Copy each line of the listing below where the word "covered" turns up.

■ ■ ■ ■ ■

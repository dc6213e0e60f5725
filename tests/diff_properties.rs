//! Property-based tests for the diff engine.
//!
//! These tests use proptest to verify the algebraic invariants of the diff
//! across randomly generated snapshot pairs. Small key and value alphabets
//! force heavy overlap between the two sides, which is where the interesting
//! cases live.

use std::collections::BTreeSet;

use proptest::prelude::*;

use langtrail::core::diff::diff;
use langtrail::core::snapshot::Snapshot;

/// Strategy for snapshot keys: a small alphabet to force collisions.
fn key() -> impl Strategy<Value = String> {
    (0u8..10).prop_map(|n| format!("key.{n}"))
}

/// Strategy for values: even smaller, to force value-equality (moves).
fn value() -> impl Strategy<Value = String> {
    (0u8..4).prop_map(|n| format!("value-{n}"))
}

/// Strategy for whole snapshots.
fn snapshot() -> impl Strategy<Value = Snapshot> {
    prop::collection::btree_map(key(), value(), 0..10)
        .prop_map(|m| m.into_iter().collect())
}

proptest! {
    /// removed/added/changed are pairwise disjoint, and together with the
    /// unchanged common keys they cover the union of both key sets.
    #[test]
    fn partition_covers_key_union(current in snapshot(), predecessor in snapshot()) {
        let delta = diff(&current, &predecessor);

        let removed: BTreeSet<_> = delta.removed.iter().cloned().collect();
        let added: BTreeSet<_> = delta.added.iter().cloned().collect();
        let changed: BTreeSet<_> = delta.changed.iter().cloned().collect();

        prop_assert!(removed.is_disjoint(&added));
        prop_assert!(removed.is_disjoint(&changed));
        prop_assert!(added.is_disjoint(&changed));

        let unchanged: BTreeSet<String> = current
            .iter()
            .filter(|(k, v)| predecessor.get(k) == Some(v.as_str()))
            .map(|(k, _)| k.clone())
            .collect();

        let mut covered = BTreeSet::new();
        covered.extend(removed);
        covered.extend(added);
        covered.extend(changed);
        covered.extend(unchanged);

        let union: BTreeSet<String> = current
            .keys()
            .chain(predecessor.keys())
            .cloned()
            .collect();

        prop_assert_eq!(covered, union);
    }

    /// Swapping the arguments swaps removed and added and preserves changed;
    /// moved is directional and deliberately not compared.
    #[test]
    fn reversal_swaps_removed_and_added(current in snapshot(), predecessor in snapshot()) {
        let forward = diff(&current, &predecessor);
        let backward = diff(&predecessor, &current);

        prop_assert_eq!(&forward.removed, &backward.added);
        prop_assert_eq!(&forward.added, &backward.removed);
        prop_assert_eq!(&forward.changed, &backward.changed);
    }

    /// Every moved entry points from a removed key to added keys whose
    /// predecessor value equals the removed key's current value.
    #[test]
    fn moved_entries_are_consistent(current in snapshot(), predecessor in snapshot()) {
        let delta = diff(&current, &predecessor);

        let removed: BTreeSet<_> = delta.removed.iter().cloned().collect();
        let added: BTreeSet<_> = delta.added.iter().cloned().collect();

        for (from, targets) in &delta.moved {
            prop_assert!(removed.contains(from));
            prop_assert!(!targets.is_empty());

            let moved_value = current.get(from).unwrap();
            for target in targets {
                prop_assert!(added.contains(target));
                prop_assert_eq!(predecessor.get(target), Some(moved_value));
            }
        }
    }

    /// Diffing the same pair twice yields byte-identical serialized output.
    #[test]
    fn serialization_is_idempotent(current in snapshot(), predecessor in snapshot()) {
        let first = serde_json::to_vec_pretty(&diff(&current, &predecessor)).unwrap();
        let second = serde_json::to_vec_pretty(&diff(&current, &predecessor)).unwrap();
        prop_assert_eq!(first, second);
    }

    /// Diffing against the empty snapshot never produces changed or moved.
    #[test]
    fn empty_side_means_wholesale(current in snapshot()) {
        let empty = Snapshot::new();

        let against_empty = diff(&current, &empty);
        prop_assert!(against_empty.changed.is_empty());
        prop_assert!(against_empty.moved.is_empty());
        prop_assert!(against_empty.added.is_empty());
        prop_assert_eq!(against_empty.removed.len(), current.len());

        let from_empty = diff(&empty, &current);
        prop_assert!(from_empty.changed.is_empty());
        prop_assert!(from_empty.moved.is_empty());
        prop_assert!(from_empty.removed.is_empty());
        prop_assert_eq!(from_empty.added.len(), current.len());
    }
}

■ ■ ■ ■ ■

* Exercise solution
        let mut covered = BTreeSet::new();
        covered.extend(removed);
        covered.extend(added);
        covered.extend(changed);
        covered.extend(unchanged);
        prop_assert_eq!(covered, union);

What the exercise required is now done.